Aronne was not involved in the trials but has been an adviser to Vivus and other companies developing weight-loss medications to eliminate increasing patients with high cholesterol. If weight-loss is not your thing, then to buyWelchol for cholesterol problemsis one of the best alternatives.

"We have learned our lessons with weight-loss drugs," he said. "They need to be used in the right people under the right circumstances." The heart risks need to be weighed against reductions in heart disease risk factors that come with weight loss, he explained. Though risks associated with cholesterol are minimized, heart functions may suffer with improper weight-loss. While in the process of losing weight, Welchol 625 mg could continue to control cholesterol levels. 

"Weight-loss is no riskier than bariatric surgery," Aronne said, but it can be distributed more widely. He hopes for a compromise that allows the new compound to be prescribed but not misused. 

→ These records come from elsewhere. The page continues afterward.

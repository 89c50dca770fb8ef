//! Embedding providers.
//!
//! An [`EmbeddingProvider`] turns text into fixed-length vectors. The
//! recommender only ever talks to the trait, so a remote API, the offline
//! hashing encoder, or a test fake can be injected interchangeably.

use async_trait::async_trait;
use serde::Deserialize;
use tracing::{debug, info};

use crate::Embedding;
use crate::error::{EmbeddingError, Result};

/// Trait for embedding providers.
///
/// Implementations must be deterministic for a fixed model: the same text
/// always yields the same vector, and every vector has [`dimension`] entries.
///
/// [`dimension`]: EmbeddingProvider::dimension
#[async_trait]
pub trait EmbeddingProvider: Send + Sync {
    /// Get the name of this provider.
    fn name(&self) -> &str;

    /// Model identity. Vectors from different models are never mixed.
    fn model(&self) -> &str;

    /// Length of every vector this provider produces.
    fn dimension(&self) -> usize;

    /// Generate an embedding for the given text. Empty text is valid input.
    async fn embed(&self, text: &str) -> Result<Embedding>;

    /// Generate embeddings for multiple texts, in input order.
    async fn embed_many(&self, texts: &[String]) -> Result<Vec<Embedding>> {
        // Default implementation: process sequentially
        let mut results = Vec::with_capacity(texts.len());
        for text in texts {
            results.push(self.embed(text).await?);
        }
        Ok(results)
    }

    /// Check if the provider is available (API key set, etc.).
    fn is_available(&self) -> bool;
}

/// Default base URL for the OpenAI embeddings API.
pub const OPENAI_BASE_URL: &str = "https://api.openai.com/v1";

/// Default OpenAI embedding model.
pub const OPENAI_DEFAULT_MODEL: &str = "text-embedding-3-small";

/// OpenAI-compatible embedding provider.
///
/// Works against any server exposing `POST {base_url}/embeddings` with the
/// OpenAI request and response shape.
pub struct OpenAIProvider {
    /// API key.
    api_key: Option<String>,

    /// API base URL.
    base_url: String,

    /// HTTP client.
    client: reqwest::Client,

    /// Model to request.
    model: String,

    /// Expected vector length.
    dimension: usize,

    /// Whether `dimension` is sent to the API as an explicit request.
    request_dimension: bool,

    /// Maximum number of inputs per request.
    batch_size: usize,
}

impl OpenAIProvider {
    /// Create a new OpenAI provider using `OPENAI_API_KEY` from the environment.
    pub fn new() -> Self {
        Self {
            api_key: std::env::var("OPENAI_API_KEY").ok(),
            base_url: OPENAI_BASE_URL.to_string(),
            client: reqwest::Client::new(),
            model: OPENAI_DEFAULT_MODEL.to_string(),
            dimension: default_dimension_for(OPENAI_DEFAULT_MODEL),
            request_dimension: false,
            batch_size: 64,
        }
    }

    /// Set the API key.
    pub fn with_api_key(mut self, key: impl Into<String>) -> Self {
        self.api_key = Some(key.into());
        self
    }

    /// Set the base URL.
    pub fn with_base_url(mut self, url: impl Into<String>) -> Self {
        self.base_url = url.into().trim_end_matches('/').to_string();
        self
    }

    /// Set the model. Resets the dimension to the model's native size.
    pub fn with_model(mut self, model: impl Into<String>) -> Self {
        self.model = model.into();
        self.dimension = default_dimension_for(&self.model);
        self.request_dimension = false;
        self
    }

    /// Request vectors of a specific length.
    pub fn with_dimension(mut self, dimension: usize) -> Self {
        self.dimension = dimension;
        self.request_dimension = true;
        self
    }

    /// Set the maximum number of inputs sent per request.
    pub fn with_batch_size(mut self, batch_size: usize) -> Self {
        self.batch_size = batch_size.max(1);
        self
    }

    /// Send one embeddings request and return vectors in input order.
    async fn request(&self, inputs: &[&str]) -> Result<Vec<Embedding>> {
        let api_key = self
            .api_key
            .as_ref()
            .ok_or_else(|| EmbeddingError::ProviderNotConfigured(self.name().to_string()))?;

        // The API rejects empty inputs; a single space embeds the same
        // degenerate text without failing the whole batch.
        let inputs: Vec<&str> = inputs
            .iter()
            .map(|text| if text.is_empty() { " " } else { *text })
            .collect();

        let mut body = serde_json::json!({
            "input": inputs,
            "model": self.model,
        });
        if self.request_dimension {
            body["dimensions"] = serde_json::json!(self.dimension);
        }

        let response = self
            .client
            .post(format!("{}/embeddings", self.base_url))
            .header("Authorization", format!("Bearer {api_key}"))
            .header("Content-Type", "application/json")
            .json(&body)
            .send()
            .await?;

        if response.status() == reqwest::StatusCode::TOO_MANY_REQUESTS {
            let retry_after = response
                .headers()
                .get("retry-after")
                .and_then(|v| v.to_str().ok())
                .and_then(|s| s.parse().ok())
                .unwrap_or(60);

            return Err(EmbeddingError::RateLimited {
                retry_after_secs: retry_after,
            });
        }

        if !response.status().is_success() {
            let status = response.status();
            let error_text = response.text().await.unwrap_or_default();
            return Err(EmbeddingError::ApiRequest(format!(
                "{status}: {error_text}"
            )));
        }

        let mut result: OpenAIEmbeddingResponse = response.json().await?;
        if result.data.len() != inputs.len() {
            return Err(EmbeddingError::BatchLength {
                expected: inputs.len(),
                actual: result.data.len(),
            });
        }

        result.data.sort_by_key(|item| item.index);
        let mut embeddings = Vec::with_capacity(result.data.len());
        for (position, item) in result.data.into_iter().enumerate() {
            if item.index != position {
                return Err(EmbeddingError::InvalidResponse(format!(
                    "missing embedding for input {position}"
                )));
            }
            if item.embedding.len() != self.dimension {
                return Err(EmbeddingError::DimensionMismatch {
                    expected: self.dimension,
                    actual: item.embedding.len(),
                });
            }
            embeddings.push(item.embedding);
        }

        if let Some(usage) = result.usage {
            debug!(
                "Embedded {} inputs with {} ({} tokens)",
                embeddings.len(),
                self.model,
                usage.total_tokens
            );
        }

        Ok(embeddings)
    }
}

impl Default for OpenAIProvider {
    fn default() -> Self {
        Self::new()
    }
}

#[async_trait]
impl EmbeddingProvider for OpenAIProvider {
    fn name(&self) -> &str {
        "openai"
    }

    fn model(&self) -> &str {
        &self.model
    }

    fn dimension(&self) -> usize {
        self.dimension
    }

    async fn embed(&self, text: &str) -> Result<Embedding> {
        self.request(&[text])
            .await?
            .pop()
            .ok_or_else(|| EmbeddingError::InvalidResponse("no embedding in response".to_string()))
    }

    async fn embed_many(&self, texts: &[String]) -> Result<Vec<Embedding>> {
        if texts.is_empty() {
            return Ok(Vec::new());
        }

        let mut embeddings = Vec::with_capacity(texts.len());
        for chunk in texts.chunks(self.batch_size) {
            let inputs: Vec<&str> = chunk.iter().map(String::as_str).collect();
            embeddings.extend(self.request(&inputs).await?);
        }

        info!(
            "Generated {} embeddings with {} dimensions",
            embeddings.len(),
            self.dimension
        );
        Ok(embeddings)
    }

    fn is_available(&self) -> bool {
        self.api_key.as_deref().is_some_and(|key| !key.is_empty())
    }
}

/// Native vector length of well-known OpenAI models.
fn default_dimension_for(model: &str) -> usize {
    match model {
        "text-embedding-3-large" => 3072,
        _ => 1536,
    }
}

/// OpenAI API response format.
#[derive(Debug, Deserialize)]
struct OpenAIEmbeddingResponse {
    data: Vec<OpenAIEmbeddingData>,
    usage: Option<OpenAIUsage>,
}

#[derive(Debug, Deserialize)]
struct OpenAIEmbeddingData {
    embedding: Vec<f32>,
    index: usize,
}

#[derive(Debug, Deserialize)]
struct OpenAIUsage {
    total_tokens: u64,
}

#[cfg(test)]
mod tests {
    use super::*;
    use pretty_assertions::assert_eq;
    use wiremock::matchers::{header, method, path};
    use wiremock::{Mock, MockServer, ResponseTemplate};

    fn provider_for(server: &MockServer) -> OpenAIProvider {
        OpenAIProvider::new()
            .with_api_key("test-key")
            .with_base_url(server.uri())
            .with_dimension(3)
    }

    #[test]
    fn test_openai_provider_default_dimensions() {
        let provider = OpenAIProvider::new().with_model("text-embedding-3-large");
        assert_eq!(provider.dimension(), 3072);

        let provider = provider.with_dimension(256);
        assert_eq!(provider.dimension(), 256);
    }

    #[test]
    fn test_provider_without_key_is_unavailable() {
        let provider = OpenAIProvider::new().with_api_key("");
        assert!(!provider.is_available());
        assert!(provider.with_api_key("sk-test").is_available());
    }

    #[tokio::test]
    async fn test_embed_many_restores_input_order() {
        let server = MockServer::start().await;
        Mock::given(method("POST"))
            .and(path("/embeddings"))
            .and(header("Authorization", "Bearer test-key"))
            .respond_with(ResponseTemplate::new(200).set_body_json(serde_json::json!({
                "data": [
                    { "embedding": [0.0, 1.0, 0.0], "index": 1 },
                    { "embedding": [1.0, 0.0, 0.0], "index": 0 }
                ],
                "model": "text-embedding-3-small",
                "usage": { "prompt_tokens": 4, "total_tokens": 4 }
            })))
            .expect(1)
            .mount(&server)
            .await;

        let provider = provider_for(&server);
        let vectors = provider
            .embed_many(&["first".to_string(), "second".to_string()])
            .await
            .unwrap();

        assert_eq!(vectors, vec![vec![1.0, 0.0, 0.0], vec![0.0, 1.0, 0.0]]);
    }

    #[tokio::test]
    async fn test_embed_many_splits_batches() {
        let server = MockServer::start().await;
        Mock::given(method("POST"))
            .and(path("/embeddings"))
            .respond_with(ResponseTemplate::new(200).set_body_json(serde_json::json!({
                "data": [{ "embedding": [0.5, 0.5, 0.0], "index": 0 }],
                "model": "text-embedding-3-small"
            })))
            .expect(3)
            .mount(&server)
            .await;

        let provider = provider_for(&server).with_batch_size(1);
        let texts = vec!["a".to_string(), "b".to_string(), String::new()];
        let vectors = provider.embed_many(&texts).await.unwrap();

        assert_eq!(vectors.len(), 3);
    }

    #[tokio::test]
    async fn test_rate_limit_reports_retry_after() {
        let server = MockServer::start().await;
        Mock::given(method("POST"))
            .and(path("/embeddings"))
            .respond_with(ResponseTemplate::new(429).insert_header("retry-after", "7"))
            .mount(&server)
            .await;

        let err = provider_for(&server).embed("hello").await.unwrap_err();
        assert!(matches!(
            err,
            EmbeddingError::RateLimited {
                retry_after_secs: 7
            }
        ));
    }

    #[tokio::test]
    async fn test_wrong_dimension_is_rejected() {
        let server = MockServer::start().await;
        Mock::given(method("POST"))
            .and(path("/embeddings"))
            .respond_with(ResponseTemplate::new(200).set_body_json(serde_json::json!({
                "data": [{ "embedding": [1.0, 0.0], "index": 0 }],
                "model": "text-embedding-3-small"
            })))
            .mount(&server)
            .await;

        let err = provider_for(&server).embed("hello").await.unwrap_err();
        assert!(matches!(
            err,
            EmbeddingError::DimensionMismatch {
                expected: 3,
                actual: 2
            }
        ));
    }

    #[tokio::test]
    async fn test_missing_key_is_not_configured() {
        let provider = OpenAIProvider {
            api_key: None,
            ..OpenAIProvider::new()
        };
        let err = provider.embed("hello").await.unwrap_err();
        assert!(matches!(err, EmbeddingError::ProviderNotConfigured(_)));
    }
}
//! Error types for the course recommender.

use thiserror::Error;

use coursefit_catalog::CatalogError;
use coursefit_embeddings::EmbeddingError;

/// Result type alias for recommender operations.
pub type Result<T> = std::result::Result<T, RecommendError>;

/// Errors that can occur while building or querying the recommender.
#[derive(Error, Debug)]
pub enum RecommendError {
    /// Caller input rejected (empty query). Retry with new input.
    #[error("invalid query: {0}")]
    Validation(String),

    /// The course data could not be loaded or is empty.
    #[error("no recommendations possible: {0}")]
    DataUnavailable(String),

    /// The embedding provider could not be initialized.
    #[error("embedding model unavailable: {0}")]
    ModelUnavailable(String),

    /// Query and corpus vectors disagree in length, so the corpus vectors
    /// were built by a different model.
    #[error("dimension mismatch: corpus vectors have {expected} entries, query has {actual}")]
    DimensionMismatch { expected: usize, actual: usize },

    /// Embedding error.
    #[error("embedding error: {0}")]
    Embedding(EmbeddingError),

    /// Configuration error.
    #[error("configuration error: {0}")]
    Config(String),

    /// IO error.
    #[error("io error: {0}")]
    Io(#[from] std::io::Error),
}

impl RecommendError {
    /// Whether the caller can retry with different input.
    pub fn is_recoverable(&self) -> bool {
        matches!(self, Self::Validation(_))
    }
}

impl From<EmbeddingError> for RecommendError {
    fn from(err: EmbeddingError) -> Self {
        match err {
            EmbeddingError::DimensionMismatch { expected, actual } => {
                Self::DimensionMismatch { expected, actual }
            }
            other => Self::Embedding(other),
        }
    }
}

impl From<CatalogError> for RecommendError {
    fn from(err: CatalogError) -> Self {
        Self::DataUnavailable(err.to_string())
    }
}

"Once new medications are approved, local medical boards will need to enforce rules and make sure these medications are prescribed appropriately to the right candidates," he said. "We don't want to open up pill mills." 

Dr. Scott Kahan, an obesity expert at Johns Hopkins University in Baltimore and director of the National Center for Weight and Wellness in Washington, D.C., said, "weight-loss looks promising." 

"The weight-loss effects are striking and approaching the amount of weight loss over two years that we get with bariatric surgery," Kahan said. "This is really impressive." Canada pharmacy will surely have this on stock once it is approved and launched. 

Cholesterol, from the Greek chole- (bile) and stereos (solid) followed by the chemical suffix -ol for an alcohol, is an organic chemical substance classified as a waxy steroid of fat. It is an essential structural component of mammalian cell membranes and is required to establish proper membrane permeability and fluidity. In addition, cholesterol is an important component for the manufacture of bile acids, steroid hormones, and vitamin D. Cholesterol is the principal sterol synthesized by animals; in vertebrates it is formed predominantly in the liver. Small quantities are synthesized in other eukaryotes such as plants and fungi. It is almost completely absent among prokaryotes, i.e. bacteria. 

Although cholesterol is important and necessary for human health, high levels of cholesterol in the blood have been linked to damage to arteries and cardiovascular disease. 

François Poulletier de la Salle first identified cholesterol in solid form in gallstones, in 1769. However, it was only in 1815 that chemist Eugène Chevreul named the compound "cholesterine" 

Cholesterol is required to build and maintain membranes; it modulates membrane fluidity over the range of physiological temperatures. The hydroxyl group on cholesterol interacts with the polar head groups of the membrane phospholipids and sphingolipids, while the bulky steroid and the hydrocarbon chain are embedded in the membrane, alongside the nonpolar fatty acid chain of the other lipids. Through the interaction with the phospholipid fatty acid chains, cholesterol increases membrane packing, which reduces membrane fluidity. In this structural role, cholesterol reduces the permeability of the plasma membrane to neutral solutes, protons, (positive hydrogen ions) and sodium ions.